Data provided

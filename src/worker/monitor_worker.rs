use chrono::Utc;
use chrono_tz::Tz;
use std::sync::atomic::{AtomicBool, Ordering};
use std::sync::Arc;
use std::time::Duration;
use tokio::time::sleep;
use tracing::{error, info};

use crate::config::MonitorConfig;
use crate::error::Result;
use crate::models::{HistoryRecord, MonitorState};
use crate::services::detector::{self, AlertPolicy};
use crate::services::page_parser;
use crate::services::{EventFetcher, HistoryStore, Notifier, NotifyContext};
use crate::utils::{format_usd, get_data_dir};

/// History file name inside the data directory
const HISTORY_FILE: &str = "price_history.csv";

/// Local-time label format used inside alert text, e.g. "2025-03-01 07:05 PM"
const ALERT_TS_FORMAT: &str = "%Y-%m-%d %I:%M %p";

/// Run the monitor loop: fetch, parse, persist, detect, notify, wait.
///
/// One cycle executes fully before the next begins. A cycle failure is
/// logged and the loop proceeds to the wait; only a startup error (bad
/// timezone, client construction) is returned. The `stop` flag is checked
/// at the top of each iteration and at every one-second wait tick, so
/// shutdown latency is bounded by one tick, not the full interval.
pub async fn run(config: MonitorConfig, stop: Arc<AtomicBool>) -> Result<()> {
    let tz = config.tz()?;
    let fetcher = EventFetcher::new(&config.event_url, &config.user_agent)?;
    let notifier = Notifier::new();
    let store = HistoryStore::new(get_data_dir().join(HISTORY_FILE));

    let policy = AlertPolicy {
        target_price: config.target_price,
        notify_on_new_low: config.notify_on_new_low,
    };

    let mut state = MonitorState {
        all_time_low: store.min_lowest_price_ever(),
        last: store.last_observation(),
    };

    info!(
        event_url = %config.event_url,
        period_secs = config.check_every_seconds,
        target = %format_usd(Some(config.target_price)),
        run_once = config.run_once,
        "Starting monitor"
    );

    let mut iteration_count = 0u64;

    while !stop.load(Ordering::Relaxed) {
        iteration_count += 1;

        match run_cycle(&config, &fetcher, &notifier, &store, &policy, tz, &mut state).await {
            Ok(()) => {}
            Err(e) => {
                // A single cycle's failure never terminates the loop
                error!(iteration = iteration_count, error = %e, "Error during check");
            }
        }

        // Single-pass mode: one cycle regardless of outcome, then stop
        if config.run_once {
            break;
        }

        for _ in 0..config.check_every_seconds {
            if stop.load(Ordering::Relaxed) {
                break;
            }
            sleep(Duration::from_secs(1)).await;
        }
    }

    info!(iterations = iteration_count, "Monitor stopped");
    Ok(())
}

async fn run_cycle(
    config: &MonitorConfig,
    fetcher: &EventFetcher,
    notifier: &Notifier,
    store: &HistoryStore,
    policy: &AlertPolicy,
    tz: Tz,
    state: &mut MonitorState,
) -> Result<()> {
    let markup = fetcher.fetch().await?;
    let summary = page_parser::parse(&markup);

    let now = Utc::now().with_timezone(&tz);
    store.append(&HistoryRecord::new(now, &summary, &config.event_url))?;

    info!(
        lowest = %format_usd(summary.lowest_price),
        computed_min = %format_usd(summary.computed_min_price),
        median_sale = %format_usd(summary.median_sale),
        listings = ?summary.num_listings,
        "Cycle summary"
    );

    let ts_label = now.format(ALERT_TS_FORMAT).to_string();
    let messages = detector::evaluate(&summary, state, policy, &ts_label);

    if !messages.is_empty() {
        let context = NotifyContext {
            event_url: config.event_url.clone(),
            lowest_price: summary.lowest_price,
            median_sale: summary.median_sale,
            num_listings: summary.num_listings,
        };
        notifier.notify(&messages.join("\n"), &context).await;
    }

    Ok(())
}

Task item
Your reply must be the entries above, returned word for word.

Reply to the exercise
filename src/worker/monitor_worker.rs
use chrono::Utc;
use chrono_tz::Tz;
use std::sync::atomic::{AtomicBool, Ordering};
use std::sync::Arc;
use std::time::Duration;
use tokio::time::sleep;
use tracing::{error, info};

use crate::config::MonitorConfig;
use crate::error::Result;
use crate::models::{HistoryRecord, MonitorState};
use crate::services::detector::{self, AlertPolicy};
use crate::services::page_parser;
use crate::services::{EventFetcher, HistoryStore, Notifier, NotifyContext};
use crate::utils::{format_usd, get_data_dir};

/// History file name inside the data directory
const HISTORY_FILE: &str = "price_history.csv";

/// Local-time label format used inside alert text, e.g. "2025-03-01 07:05 PM"
const ALERT_TS_FORMAT: &str = "%Y-%m-%d %I:%M %p";

/// Run the monitor loop: fetch, parse, persist, detect, notify, wait.
///
/// One cycle executes fully before the next begins. A cycle failure is
/// logged and the loop proceeds to the wait; only a startup error (bad
/// timezone, client construction) is returned. The `stop` flag is checked
/// at the top of each iteration and at every one-second wait tick, so
/// shutdown latency is bounded by one tick, not the full interval.
pub async fn run(config: MonitorConfig, stop: Arc<AtomicBool>) -> Result<()> {
    let tz = config.tz()?;
    let fetcher = EventFetcher::new(&config.event_url, &config.user_agent)?;
    let notifier = Notifier::new();
    let store = HistoryStore::new(get_data_dir().join(HISTORY_FILE));

    let policy = AlertPolicy {
        target_price: config.target_price,
        notify_on_new_low: config.notify_on_new_low,
    };

    let mut state = MonitorState {
        all_time_low: store.min_lowest_price_ever(),
        last: store.last_observation(),
    };

    info!(
        event_url = %config.event_url,
        period_secs = config.check_every_seconds,
        target = %format_usd(Some(config.target_price)),
        run_once = config.run_once,
        "Starting monitor"
    );

    let mut iteration_count = 0u64;

    while !stop.load(Ordering::Relaxed) {
        iteration_count += 1;

        match run_cycle(&config, &fetcher, &notifier, &store, &policy, tz, &mut state).await {
            Ok(()) => {}
            Err(e) => {
                // A single cycle's failure never terminates the loop
                error!(iteration = iteration_count, error = %e, "Error during check");
            }
        }

        // Single-pass mode: one cycle regardless of outcome, then stop
        if config.run_once {
            break;
        }

        for _ in 0..config.check_every_seconds {
            if stop.load(Ordering::Relaxed) {
                break;
            }
            sleep(Duration::from_secs(1)).await;
        }
    }

    info!(iterations = iteration_count, "Monitor stopped");
    Ok(())
}

async fn run_cycle(
    config: &MonitorConfig,
    fetcher: &EventFetcher,
    notifier: &Notifier,
    store: &HistoryStore,
    policy: &AlertPolicy,
    tz: Tz,
    state: &mut MonitorState,
) -> Result<()> {
    let markup = fetcher.fetch().await?;
    let summary = page_parser::parse(&markup);

    let now = Utc::now().with_timezone(&tz);
    store.append(&HistoryRecord::new(now, &summary, &config.event_url))?;

    info!(
        lowest = %format_usd(summary.lowest_price),
        computed_min = %format_usd(summary.computed_min_price),
        median_sale = %format_usd(summary.median_sale),
        listings = ?summary.num_listings,
        "Cycle summary"
    );

    let ts_label = now.format(ALERT_TS_FORMAT).to_string();
    let messages = detector::evaluate(&summary, state, policy, &ts_label);

    if !messages.is_empty() {
        let context = NotifyContext {
            event_url: config.event_url.clone(),
            lowest_price: summary.lowest_price,
            median_sale: summary.median_sale,
            num_listings: summary.num_listings,
        };
        notifier.notify(&messages.join("\n"), &context).await;
    }

    Ok(())
}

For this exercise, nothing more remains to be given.